C’est un paradoxe qu’il me semble pertinent de documenter à partir de cette réflexion de Freud exprimée en 1936 : « Avec la modernité, trois métiers sont devenus impossibles : soigner, éduquer, gouverner. » Le lecteur est confronté là à un abîme de réflexion devant cette pensée. Il est saisi de vertige. Ces trois métiers sont constitutifs de l’humanisme classique. Notre civilisation européenne s’est construite autour des soins apportés aux corps, à l’âme pour éduquer les citoyens. Rien n’est plus important. Quelques années avant sa mort, Freud signale que les métiers du soin sont les plus exposés. Je me suis efforcé dans le livre Global burn out de distinguer entre progrès utile et progrès subtil. L’innovation technique peut être rangée dans le progrès utile, principalement technique et économique. Le progrès subtil, lui, met l’humain au centre. Il est périlleux lors de débats d’opposer progrès et conservatisme, voire régression. Je suis personnellement profondément attaché à la notion de progrès. Mais il faut trouver un équilibre entre progrès humain et progrès matériel. A cet égard, la profession médicale me semble emblématique. D’où le choix de centrer le film sur l’hôpital. C’est le lieu d’un rapport toujours singulier entre les médecins, les infirmières et le patient. C’est aussi le lieu où converge une série de processus techniques et administratifs dans un contexte économique difficile. Pourquoi avoir choisi l’hôpital Saint-Louis ? Invités lors d’une conférence dans cet hôpital, le réalisateur et moi-même avions remarqué comment le concept de progrès subtil avait « parlé » aux soignants. Peut-être parce qu’il nomme d’abord un problème avant de proposer une solution.
Quel est votre regard sur la crise que traverse l’hôpital Saint-Louis ?

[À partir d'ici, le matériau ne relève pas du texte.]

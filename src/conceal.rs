//! Hiding locked files from casual directory listings
//!
//! Hiding is a best-effort side action: callers log a failure and carry on,
//! it never decides whether a lock or unlock succeeded.

use std::io;
use std::path::Path;

/// Toggles a platform "hidden" attribute on a path.
pub trait FileHider {
    fn set_hidden(&self, path: &Path, hidden: bool) -> io::Result<()>;
}

/// Does nothing. Used where the platform has no hidden attribute, or when
/// the configuration turns hiding off.
#[derive(Debug, Clone, Copy, Default)]
pub struct NoopHider;

impl FileHider for NoopHider {
    fn set_hidden(&self, _path: &Path, _hidden: bool) -> io::Result<()> {
        Ok(())
    }
}

/// Uses the operating system's notion of hidden files.
///
/// On Windows this runs `attrib +h` / `attrib -h`. Elsewhere there is no
/// attribute to set (dot-file naming would change the path) and this
/// behaves like [`NoopHider`].
#[derive(Debug, Clone, Copy, Default)]
pub struct SystemHider;

impl FileHider for SystemHider {
    #[cfg(windows)]
    fn set_hidden(&self, path: &Path, hidden: bool) -> io::Result<()> {
        use std::process::{Command, Stdio};

        let flag = if hidden { "+h" } else { "-h" };
        let status = Command::new("attrib")
            .arg(flag)
            .arg(path)
            .stdout(Stdio::null())
            .stderr(Stdio::null())
            .status()?;
        if status.success() {
            Ok(())
        } else {
            Err(io::Error::other(format!("attrib {} exited with {}", flag, status)))
        }
    }

    #[cfg(not(windows))]
    fn set_hidden(&self, _path: &Path, _hidden: bool) -> io::Result<()> {
        Ok(())
    }
}

impl<H: FileHider + ?Sized> FileHider for &H {
    fn set_hidden(&self, path: &Path, hidden: bool) -> io::Result<()> {
        (**self).set_hidden(path, hidden)
    }
}

impl<H: FileHider + ?Sized> FileHider for Box<H> {
    fn set_hidden(&self, path: &Path, hidden: bool) -> io::Result<()> {
        (**self).set_hidden(path, hidden)
    }
}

Je connais moins bien le contexte de l’hôpital Saint-Louis que le réalisateur. Pour autant, la dimension de l’établissement, avec son grand nombre d’acteurs, accentue les pesanteurs, les difficultés. Avec pour conséquence les difficultés pour les soignants d’exprimer leurs propres valeurs. Le film retrace au-delà de la question du burn out la rencontre difficile entre des professionnels ultracompétents, fiers de leur éthique et une organisation technocratique.

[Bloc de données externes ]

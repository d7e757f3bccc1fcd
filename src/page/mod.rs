//! Page-object wiring.
//!
//! Page objects are declared as nodes of a [`PageGraph`] and wired by a
//! [`PageObjectInitializer`]:
//!
//! | Type | Description |
//! |------|-------------|
//! | [`PageGraph`] | Arena of page and widget nodes |
//! | [`FindBy`] | Selector annotation for a field |
//! | [`LocatorSlot`] | Locator field filled during initialization |
//! | [`PageRef`] | Handle to a node's context, driver and base locator |
//! | [`FieldLocatorStrategy`] | Builds the locator for one field |
//! | [`PageObjectInitializer`] | Depth-first wiring pass |
//!
//! # Example
//!
//! ```ignore
//! use patient_locator::page::{FindBy, PageGraph, PageObjectInitializer};
//!
//! let mut graph = PageGraph::new();
//! let login = graph.page("Login")?;
//! let user = graph.locator(login.id(), "user", FindBy::id("user"))?;
//!
//! PageObjectInitializer::new().initialize(&graph, login.id(), driver)?;
//! user.get()?.get().send_keys("alice")?;
//! ```

// ============================================================================
// Submodules
// ============================================================================

/// Field selector annotations.
pub mod annotation;

/// Node arena and slots.
pub mod graph;

/// Graph initializer.
pub mod initializer;

/// Field locator strategies.
pub mod strategy;

// ============================================================================
// Re-exports
// ============================================================================

pub use annotation::FindBy;
pub use graph::{LocatorSlot, NodeKind, PageGraph, PageRef};
pub use initializer::PageObjectInitializer;
pub use strategy::{AnnotatedFieldStrategy, FieldDescriptor, FieldLocatorStrategy, FieldTarget};
//! Per-field selector annotations.
//!
//! A [`FindBy`] names exactly one selector strategy for a field, plus an
//! optional timeout override for that field's locator.
//!
//! # Example
//!
//! ```ignore
//! use std::time::Duration;
//! use patient_locator::page::FindBy;
//!
//! let save = FindBy::accessibility_id("save").with_timeout(Duration::from_secs(60));
//! ```

use std::time::Duration;

use serde::{Deserialize, Serialize};

use crate::error::{Error, Result};
use crate::locate::By;
use crate::locate::wait::saturating_millis;

// ============================================================================
// FindBy
// ============================================================================

/// Selector annotation for a page-object field.
///
/// Exactly one strategy must be set. This is checked when the page graph is
/// initialized, not when the annotation is built.
#[derive(Debug, Clone, Default, PartialEq, Eq, Serialize, Deserialize)]
#[serde(default, deny_unknown_fields)]
pub struct FindBy {
    /// Element ID.
    pub id: Option<String>,
    /// Accessibility identifier.
    pub accessibility_id: Option<String>,
    /// Platform UI automation path.
    pub ui_path: Option<String>,
    /// XPath expression.
    pub xpath: Option<String>,
    /// CSS selector.
    pub css: Option<String>,
    /// Presence timeout override in milliseconds.
    pub timeout_ms: Option<u64>,
}

impl FindBy {
    /// Annotation selecting by element ID.
    #[must_use]
    pub fn id(value: impl Into<String>) -> Self {
        Self {
            id: Some(value.into()),
            ..Self::default()
        }
    }

    /// Annotation selecting by accessibility identifier.
    #[must_use]
    pub fn accessibility_id(value: impl Into<String>) -> Self {
        Self {
            accessibility_id: Some(value.into()),
            ..Self::default()
        }
    }

    /// Annotation selecting by platform UI automation path.
    #[must_use]
    pub fn ui_path(value: impl Into<String>) -> Self {
        Self {
            ui_path: Some(value.into()),
            ..Self::default()
        }
    }

    /// Annotation selecting by XPath.
    #[must_use]
    pub fn xpath(value: impl Into<String>) -> Self {
        Self {
            xpath: Some(value.into()),
            ..Self::default()
        }
    }

    /// Annotation selecting by CSS.
    #[must_use]
    pub fn css(value: impl Into<String>) -> Self {
        Self {
            css: Some(value.into()),
            ..Self::default()
        }
    }

    /// Overrides the presence timeout for this field.
    #[must_use]
    pub fn with_timeout(mut self, timeout: Duration) -> Self {
        self.timeout_ms = Some(saturating_millis(timeout));
        self
    }

    /// Returns the timeout override.
    #[inline]
    #[must_use]
    pub fn timeout(&self) -> Option<Duration> {
        self.timeout_ms.map(Duration::from_millis)
    }

    /// Returns the single selected strategy.
    ///
    /// # Errors
    ///
    /// Returns [`Error::Initialization`] if zero or several strategies are
    /// set.
    pub fn selector(&self) -> Result<By> {
        let candidates = [
            self.id.clone().map(By::Id),
            self.accessibility_id.clone().map(By::AccessibilityId),
            self.ui_path.clone().map(By::UiPath),
            self.xpath.clone().map(By::XPath),
            self.css.clone().map(By::Css),
        ];
        let mut selected = candidates.into_iter().flatten();

        match (selected.next(), selected.next()) {
            (Some(by), None) => Ok(by),
            (None, _) => Err(Error::initialization("no selector strategy set")),
            (Some(first), Some(second)) => Err(Error::initialization(format!(
                "several selector strategies set ({}, {}, ...); exactly one is allowed",
                first.strategy(),
                second.strategy()
            ))),
        }
    }
}

// ============================================================================
// Tests
// ============================================================================

#[cfg(test)]
mod tests {
    use super::*;

    use crate::error::ErrorKind;

    #[test]
    fn test_single_strategy() {
        assert_eq!(FindBy::xpath("//a").selector().unwrap(), By::xpath("//a"));
        assert_eq!(
            FindBy::accessibility_id("menu").selector().unwrap(),
            By::accessibility_id("menu")
        );
    }

    #[test]
    fn test_no_strategy_rejected() {
        let err = FindBy::default().selector().unwrap_err();
        assert_eq!(err.kind(), ErrorKind::Initialization);
    }

    #[test]
    fn test_several_strategies_rejected() {
        let find_by = FindBy {
            id: Some("a".into()),
            css: Some("#a".into()),
            ..FindBy::default()
        };

        let err = find_by.selector().unwrap_err();
        assert!(err.to_string().contains("id, css"));
    }

    #[test]
    fn test_timeout_override() {
        let find_by = FindBy::id("slow").with_timeout(Duration::from_secs(45));
        assert_eq!(find_by.timeout(), Some(Duration::from_secs(45)));
        assert_eq!(FindBy::id("fast").timeout(), None);
    }

    #[test]
    fn test_huge_timeout_saturates() {
        let find_by = FindBy::id("forever").with_timeout(Duration::MAX);
        assert_eq!(find_by.timeout_ms, Some(u64::MAX));
    }

    #[test]
    fn test_deserialize_annotation_table() {
        let table: Vec<FindBy> = serde_json::from_str(
            r#"[{"ui_path": "new UiSelector().text(\"OK\")", "timeout_ms": 500}, {"css": "nav"}]"#,
        )
        .unwrap();

        assert_eq!(table[0].timeout(), Some(Duration::from_millis(500)));
        assert!(matches!(table[0].selector().unwrap(), By::UiPath(_)));
        assert_eq!(table[1].selector().unwrap(), By::css("nav"));
    }
}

Dans votre dernier ouvrage vous décrivez l’arrivée d’ « ultraforces » auxquelles il faudrait opposer des nouvelles formes de résistance.
A l’hôpital Saint-Louis, on voit comment les soignants sont traversés par des puissances, financières, techniques, face auxquelles les humains peinent à être dans un rapport de forces. Ces ultraforces surprennent le corps médical. Leur irruption récente s’illustre par le rapport générationnel à la puissance. Dans le film, un chirurgien incarne cet ancien monde où le chirurgien était le puissant parmi les puissants. Dans un bloc chirurgical s’affronte pour ainsi dire les chirurgiens et le destin, ce qui fait écho à la blague rapportée dans le film : quelle est la différence entre Dieu et un chirurgien ? Dieu ne se prend pas pour un chirurgien… Désormais apparaissent de nouvelles puissances, le management par exemple, la numérisation, les logiciels d’optimisation des flux de patients ou des salles. Ces éléments ne sont pas constitutifs du système. En revanche, ils le traversent et le font muter. Leur impact est à sens unique et contraint le médecin à trouver de nouveaux modes d’existence, à ruser. Les ultraforces n’ont jamais vocation à servir l’éthique par exemple. D’où l’expression d’un nouveau fatalisme dans les milieux professionnels avec cette idée : c’est le logiciel qui en a décidé ainsi. Ainsi soit-il… Aujourd’hui dans le monde médical, ce débat se traduit autour de l’interrogation : comment faire exister la qualité de relation ?
La parole ne suffit pas. Il nous faut inventer de nouvelles formes de prise de décision. Mais si le film a réussi à quelque chose, c’est de communiquer la grande et belle œuvre de l’exercice médical.